New 513 Owner

perius

New Member
Joined
Jun 7, 2014
Messages
11
Hello - about 3 weeks ago I acquired a PRS 513. (Side note: I traded my McCarty Archtop II for it which I thought was a completely equitable trade esp. since I rarely played the Archtop out and I've already dragged the 513 to a handful of gigs, but this is perhaps for another thread).

I'm looking to hear from other 513 owners to hear your take on the instrument - what you have found the strenghts and limitations to be, where you think it shines the most, etc.

My top concern is the noise the single coils produce and the juggling you have to do to eliminate it. For example, if I'm in humbucking mode (clear or heavy), and I want a noiseless single coil sound (the combo of the middle pick up and either a bridge or neck single coil for that classic funky strat sound), i have to move the five position switch into the 2nd or 4th position then, move the three-way selector to position one. Not the ideal to have to make two moves mid-stream to accomplish this.

Also, I'm still trying to get a good overdriven lead tone from it. If you have any advice...
 
Single coils will always hum and buzz more than humbuckers - that’s why humbuckers were invented, the phase relationship between the two coils cancels out the noise.

A so-called “noiseless single coil” is actually a humbucker, it’s not a real single coil pickup.
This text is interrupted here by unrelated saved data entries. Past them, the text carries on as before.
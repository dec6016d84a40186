//! `FileStore`: upload, integrity verification, and orphan sweep.

use std::sync::Arc;

use bytes::Bytes;
use chrono::{DateTime, Utc};
use claire_core::FilesConfig;
use claire_storage::{Bucket, StorageBackend};
use rand::Rng;
use sha2::{Digest, Sha256};
use tracing::{debug, warn};

use crate::error::FilesError;
use crate::model::FileRecord;
use crate::sniff::is_accepted;

/// A presigned upload reservation handed back to a client.
#[derive(Debug, Clone)]
pub struct PresignedUpload {
    /// The URL the client PUTs bytes to.
    pub url: String,
    /// The file id to pass to [`FileStore::finalize_presigned`].
    pub file_id: String,
    /// When the presigned URL expires.
    pub expires_at: DateTime<Utc>,
}

fn random_nonce_hex(len: usize) -> String {
    let mut rng = rand::rng();
    let mut buf = vec![0u8; len];
    rng.fill(buf.as_mut_slice());
    hex::encode(buf)
}

fn derive_file_id(sha256_hex: &str) -> String {
    format!("{}-{}", &sha256_hex[..16], random_nonce_hex(4))
}

fn content_key(sop_id: Option<&str>, now: DateTime<Utc>, file_id: &str) -> String {
    let yyyy = now.format("%Y");
    let mm = now.format("%m");
    match sop_id {
        Some(sop_id) => format!("files/{sop_id}/{yyyy}/{mm}/{file_id}"),
        None => format!("files/{yyyy}/{mm}/{file_id}"),
    }
}

/// Records are kept in a flat, date-independent namespace so a bare
/// `file_id` (the only handle a submission body carries) resolves to its
/// record without needing to know the date prefix of its content key.
fn record_key(file_id: &str) -> String {
    format!("file-records/{file_id}.json")
}

fn sha256_hex(bytes: &[u8]) -> String {
    let mut hasher = Sha256::new();
    hasher.update(bytes);
    hex::encode(hasher.finalize())
}

/// Upload, integrity-verification, and sweep logic for binary attachments.
#[derive(Debug)]
pub struct FileStore {
    backend: Arc<dyn StorageBackend>,
    config: FilesConfig,
}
Every environment has different levels of electromagnetic and RFI noise. Generally, single coil players move around in the room until the noise stops. But things like light dimmers, computer monitors, TVs, appliances, flourescent lights, lamps, and circuit breaker boxes, not to mention ordinary wiring, will generate noise to a greater or lesser degree.

Bottom line: if you want a single coil sound, be prepared to move around in the room until the noise is reduced, or figure out what part of your electrical system is generating the noise.

This is true for any brand and model of single coil guitar.
 
I don't have any issues with noise on the single coil sounds on my 513.
don't get hung up on the perceived uses for different pickup combos is the key in my book. I use the switches as tone controls want it brighter single coil and so on
for me the heavy humbucker mode rules for lots of things nice and warm for clean playing big and full for all kinds of gain playing.
I often time find myself leaving the guitar on one pickup then going from single coil to humbucker.
or HH bridge to center single coil. So many option, so much fun :)

IMG_3103 by https://www.flickr.com/photos/152274366@N08/
 
The obvious strength is the versatility combined with PRS quality. The 513 really does do everything, and every position sounds good. The obvious weakness is a matter of perception: some people will be unhappy that it won't sound exactly like a Les Paul, or a Strat, etc... For me that is not a problem, but some people seem to expect the 513 to be a clone of different guitars, instead of having a very good sound of its own in the general neighborhood. The 513 does single coil tones, and vintage humbucker tones, and high-output humbucker tones, but it does them all in its own way.

I would suggest spending some time with the volume rolled down to 7-8.
 
The obvious strength is the versatility combined with PRS quality. The 513 really does do everything, and every position sounds good. The obvious weakness is a matter of perception: some people will be unhappy that it won't sound exactly like a Les Paul, or a Strat, etc... For me that is not a problem, but some people seem to expect the 513 to be a clone of different guitars, instead of having a very good sound of its own in the general neighborhood. The 513 does single coil tones, and vintage humbucker tones, and high-output humbucker tones, but it does them all in its own way.

I would suggest spending some time with the volume rolled down to 7-8.